On our way out to Nebraska we decided to spend a couple of days in Chicago, a city I lived in for two of the richest years of my life yet haven't seen for 16 years. Growing up in the Midwest it loomed large in my imagination, especially at a time when several beloved movies of my generation from The Blues Brothers to Ferris Bueller's Day Off were set there. When I finally got to visit in high school and in college, I fell in love. Living in Chicago only deepened that love, and when I was a grad student at the University of Illinois after moving out of Chicago, I made the trek up interstate 57 as often as I could.
After that, a strange thing happened: I spurned Chicago for New York City, the place I worked for the past thirteen years. I used to resent the condescending attitude of New Yorkers to "the second city" when I lived in the Midwest, but I slowly began to adopt it myself. Today I am reproaching myself for this, since I have had an absolutely delightful day here. My children had never been before, and they absolutely LOVE it. They have called it "New York but clean" and "New York but chill." While Chicago has a tough spikiness, it lacks the overbearing neuroses that hang in the air in the Big Apple. As I get older my tolerance for managing other people's anxieties has frayed to the breaking point. People in New York desperately need to get a dose of Midwestern reserve.
Today has included some old stomping grounds, as well as things I never did when I lived here. On the former count, we spent the morning in Hyde Park and on the campus of the University of Chicago, where I excitedly pointed out locations of major and minor events in my young life. On the latter count, we went to the top of the Hancock Building (I know it's not called that anymore, but whatever) and took at architectural history boat tour on the river. Both let me see a city I thought I knew with new eyes and appreciation. It also didn't hurt that in between we ate Chicago-style dogs from Devil Dawgs.
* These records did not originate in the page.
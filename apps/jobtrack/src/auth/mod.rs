//! Auth/session gate.
//!
//! The session lives in memory only. Stores read it through a
//! `watch::Receiver`, so every data call sees the latest sign-in state.

use std::fmt;
use std::str::FromStr;
use std::sync::Arc;

use async_trait::async_trait;
use chrono::{DateTime, Utc};
use reqwest::Url;
use serde::{Deserialize, Serialize};
use thiserror::Error;
use tokio::sync::watch;
use tracing::info;
use uuid::Uuid;

use crate::errors::{report, TrackerError};
use crate::notify::Notifier;
use crate::remote::RemoteError;

pub mod gotrue;

pub use gotrue::GoTrueAuth;

pub const MIN_PASSWORD_LEN: usize = 6;

#[derive(Debug, Error, PartialEq)]
pub enum AuthError {
    #[error("invalid email address")]
    InvalidEmail,

    #[error("password must be at least 6 characters")]
    WeakPassword,

    #[error("unsupported OAuth provider '{0}'")]
    UnknownProvider(String),

    #[error("redirect URL carries no session: {0}")]
    InvalidRedirect(String),
}

#[derive(Debug, Clone, Serialize, Deserialize, PartialEq)]
pub struct User {
    pub id: Uuid,
    #[serde(default)]
    pub email: Option<String>,
}

#[derive(Debug, Clone, Serialize, Deserialize, PartialEq)]
pub struct Session {
    pub access_token: String,
    pub refresh_token: Option<String>,
    pub expires_at: Option<DateTime<Utc>>,
    pub user: User,
}

#[derive(Debug, Clone)]
pub enum SignUpOutcome {
    SignedIn(Session),
    /// The service wants the address confirmed before issuing a session.
    ConfirmationRequired(User),
}

#[derive(Debug, Clone, Copy, Serialize, Deserialize, PartialEq, Eq)]
#[serde(rename_all = "snake_case")]
pub enum AuthPhase {
    Unauthenticated,
    Authenticating,
    Authenticated,
}

#[derive(Debug, Clone)]
pub struct AuthState {
    pub phase: AuthPhase,
    pub session: Option<Session>,
}

impl AuthState {
    fn signed_out() -> Self {
        Self {
            phase: AuthPhase::Unauthenticated,
            session: None,
        }
    }

    /// Used by layout-level guards; independent of `phase`.
    pub fn has_session(&self) -> bool {
        self.session.is_some()
    }

    pub fn user(&self) -> Option<&User> {
        self.session.as_ref().map(|s| &s.user)
    }
}

#[derive(Debug, Clone, Copy, Serialize, Deserialize, PartialEq, Eq)]
#[serde(rename_all = "snake_case")]
pub enum OAuthProvider {
    Github,
    Google,
}

impl OAuthProvider {
    pub fn as_str(&self) -> &'static str {
        match self {
            OAuthProvider::Github => "github",
            OAuthProvider::Google => "google",
        }
    }
}

impl fmt::Display for OAuthProvider {
    fn fmt(&self, f: &mut fmt::Formatter<'_>) -> fmt::Result {
        f.write_str(self.as_str())
    }
}

impl FromStr for OAuthProvider {
    type Err = AuthError;

    fn from_str(s: &str) -> Result<Self, Self::Err> {
        match s.to_ascii_lowercase().as_str() {
            "github" => Ok(OAuthProvider::Github),
            "google" => Ok(OAuthProvider::Google),
            other => Err(AuthError::UnknownProvider(other.to_string())),
        }
    }
}

/// Remote auth endpoint.
#[async_trait]
pub trait AuthBackend: Send + Sync {
    async fn sign_up(&self, email: &str, password: &str) -> Result<SignUpOutcome, RemoteError>;

    async fn sign_in_with_password(&self, email: &str, password: &str)
        -> Result<Session, RemoteError>;

    async fn sign_out(&self, access_token: &str) -> Result<(), RemoteError>;

    async fn reset_password(&self, email: &str, redirect_to: Option<&str>)
        -> Result<(), RemoteError>;

    async fn get_user(&self, access_token: &str) -> Result<User, RemoteError>;

    fn authorize_url(&self, provider: OAuthProvider, redirect_to: &str) -> String;
}

pub struct AuthStore {
    backend: Arc<dyn AuthBackend>,
    notifier: Notifier,
    state: watch::Sender<AuthState>,
}

impl AuthStore {
    pub fn new(backend: Arc<dyn AuthBackend>, notifier: Notifier) -> Self {
        let (state, _) = watch::channel(AuthState::signed_out());
        Self {
            backend,
            notifier,
            state,
        }
    }

    /// Auth-state subscription. The receiver always holds the latest state.
    pub fn subscribe(&self) -> watch::Receiver<AuthState> {
        self.state.subscribe()
    }

    pub fn current(&self) -> AuthState {
        self.state.borrow().clone()
    }

    pub fn session(&self) -> Option<Session> {
        self.state.borrow().session.clone()
    }

    fn set_phase(&self, phase: AuthPhase) {
        self.state.send_modify(|s| s.phase = phase);
    }

    fn establish(&self, session: Session) {
        info!("Signed in as {}", session.user.id);
        self.state.send_replace(AuthState {
            phase: AuthPhase::Authenticated,
            session: Some(session),
        });
    }

    fn fail(&self, err: TrackerError, action: &str) -> TrackerError {
        self.state.send_replace(AuthState::signed_out());
        report(&err, &self.notifier, action, false);
        err
    }

    pub async fn sign_up(&self, email: &str, password: &str) -> Result<SignUpOutcome, TrackerError> {
        if let Err(e) = validate_credentials(email, password) {
            return Err(self.fail(e.into(), "sign up"));
        }
        self.set_phase(AuthPhase::Authenticating);

        match self.backend.sign_up(email.trim(), password).await {
            Ok(SignUpOutcome::SignedIn(session)) => {
                self.establish(session.clone());
                self.notifier.success("Account created");
                Ok(SignUpOutcome::SignedIn(session))
            }
            Ok(SignUpOutcome::ConfirmationRequired(user)) => {
                self.state.send_replace(AuthState::signed_out());
                self.notifier
                    .info("Check your email to confirm your account");
                Ok(SignUpOutcome::ConfirmationRequired(user))
            }
            Err(e) => Err(self.fail(e.into(), "sign up")),
        }
    }

    pub async fn sign_in(&self, email: &str, password: &str) -> Result<Session, TrackerError> {
        if let Err(e) = validate_credentials(email, password) {
            return Err(self.fail(e.into(), "sign in"));
        }
        self.set_phase(AuthPhase::Authenticating);

        match self.backend.sign_in_with_password(email.trim(), password).await {
            Ok(session) => {
                self.establish(session.clone());
                self.notifier.success("Signed in");
                Ok(session)
            }
            Err(e) => Err(self.fail(e.into(), "sign in")),
        }
    }

    /// Clears the local session even when the remote call fails.
    pub async fn sign_out(&self) -> Result<(), TrackerError> {
        let Some(session) = self.session() else {
            return Ok(());
        };
        let outcome = self.backend.sign_out(&session.access_token).await;
        self.state.send_replace(AuthState::signed_out());
        info!("Signed out {}", session.user.id);

        match outcome {
            Ok(()) => {
                self.notifier.success("Signed out");
                Ok(())
            }
            Err(e) => {
                let err = TrackerError::from(e);
                report(&err, &self.notifier, "sign out", false);
                Err(err)
            }
        }
    }

    pub async fn reset_password(
        &self,
        email: &str,
        redirect_to: Option<&str>,
    ) -> Result<(), TrackerError> {
        if !is_plausible_email(email) {
            let err = TrackerError::from(AuthError::InvalidEmail);
            report(&err, &self.notifier, "reset password", false);
            return Err(err);
        }
        match self.backend.reset_password(email.trim(), redirect_to).await {
            Ok(()) => {
                self.notifier.info("Password reset email sent");
                Ok(())
            }
            Err(e) => {
                let err = TrackerError::from(e);
                report(&err, &self.notifier, "reset password", false);
                Err(err)
            }
        }
    }

    pub fn oauth_url(&self, provider: OAuthProvider, redirect_to: &str) -> String {
        self.backend.authorize_url(provider, redirect_to)
    }

    /// Reads the tokens the provider redirect put in the URL fragment and
    /// resolves the user behind them.
    pub async fn complete_oauth_redirect(&self, redirect_url: &str) -> Result<Session, TrackerError> {
        let tokens = match parse_redirect_fragment(redirect_url) {
            Ok(t) => t,
            Err(e) => return Err(self.fail(e.into(), "OAuth sign in")),
        };
        self.set_phase(AuthPhase::Authenticating);

        match self.backend.get_user(&tokens.access_token).await {
            Ok(user) => {
                let session = Session {
                    access_token: tokens.access_token,
                    refresh_token: tokens.refresh_token,
                    expires_at: tokens.expires_at,
                    user,
                };
                self.establish(session.clone());
                self.notifier.success("Signed in");
                Ok(session)
            }
            Err(e) => Err(self.fail(e.into(), "OAuth sign in")),
        }
    }

    /// Re-resolves the held session against the remote user endpoint.
    /// Returns `None` when there is nothing to restore.
    pub async fn initialize(&self) -> Result<Option<User>, TrackerError> {
        let Some(session) = self.session() else {
            self.state.send_replace(AuthState::signed_out());
            return Ok(None);
        };
        if session.expires_at.is_some_and(|at| at <= Utc::now()) {
            info!("Held session expired, signing out locally");
            self.state.send_replace(AuthState::signed_out());
            return Ok(None);
        }
        self.set_phase(AuthPhase::Authenticating);

        match self.backend.get_user(&session.access_token).await {
            Ok(user) => {
                self.establish(Session {
                    user: user.clone(),
                    ..session
                });
                Ok(Some(user))
            }
            Err(e) => {
                // Stale sessions are expected on startup; no toast.
                let err = TrackerError::from(e);
                self.state.send_replace(AuthState::signed_out());
                report(&err, &self.notifier, "restore session", true);
                Err(err)
            }
        }
    }
}

/// Deliverability is the auth service's call; locally an address only needs
/// an `@`.
fn is_plausible_email(email: &str) -> bool {
    let email = email.trim();
    !email.is_empty() && email.contains('@')
}

fn validate_credentials(email: &str, password: &str) -> Result<(), AuthError> {
    if !is_plausible_email(email) {
        return Err(AuthError::InvalidEmail);
    }
    if password.chars().count() < MIN_PASSWORD_LEN {
        return Err(AuthError::WeakPassword);
    }
    Ok(())
}

struct RedirectTokens {
    access_token: String,
    refresh_token: Option<String>,
    expires_at: Option<DateTime<Utc>>,
}

fn parse_redirect_fragment(redirect_url: &str) -> Result<RedirectTokens, AuthError> {
    let mut url =
        Url::parse(redirect_url).map_err(|e| AuthError::InvalidRedirect(e.to_string()))?;
    let fragment = url
        .fragment()
        .map(str::to_string)
        .ok_or_else(|| AuthError::InvalidRedirect("missing fragment".to_string()))?;
    // Reuse the query parser for the `a=b&c=d` fragment.
    url.set_query(Some(&fragment));

    let mut access_token = None;
    let mut refresh_token = None;
    let mut expires_at = None;
    let mut expires_in = None;
    let mut provider_error = None;
    for (key, value) in url.query_pairs() {
        match key.as_ref() {
            "access_token" => access_token = Some(value.into_owned()),
            "refresh_token" => refresh_token = Some(value.into_owned()),
            "expires_at" => {
                expires_at = value
                    .parse::<i64>()
                    .ok()
                    .and_then(|secs| DateTime::from_timestamp(secs, 0))
            }
            "expires_in" => expires_in = value.parse::<i64>().ok(),
            "error_description" => provider_error = Some(value.into_owned()),
            _ => {}
        }
    }

    if let Some(description) = provider_error {
        return Err(AuthError::InvalidRedirect(description));
    }
    let access_token = access_token
        .ok_or_else(|| AuthError::InvalidRedirect("missing access_token".to_string()))?;
    let expires_at =
        expires_at.or_else(|| expires_in.map(|secs| Utc::now() + chrono::Duration::seconds(secs)));

    Ok(RedirectTokens {
        access_token,
        refresh_token,
        expires_at,
    })
}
For most part I have been quietly pleased with how the city has matured since I lived here from 1998-2000. Hyde Park in particular feels safer and more economically stable, as do the surrounding neighborhoods. Driving up Stony Island I marveled at all the new buildings and flourishing businesses. The experience really shows how much all the Fox News propaganda about Chicago is lying. Yes the city has plenty of problems, but it has figured some things out that its supposedly superior cousin New York could learn from. Putting trash in alleyway bins is probably better than dumping it on the street, for example. Trees can, you know, shade the sidewalk in the summertime. These facts and the Fox propaganda bullshit are good examples of how you shouldn't always believe what you hear.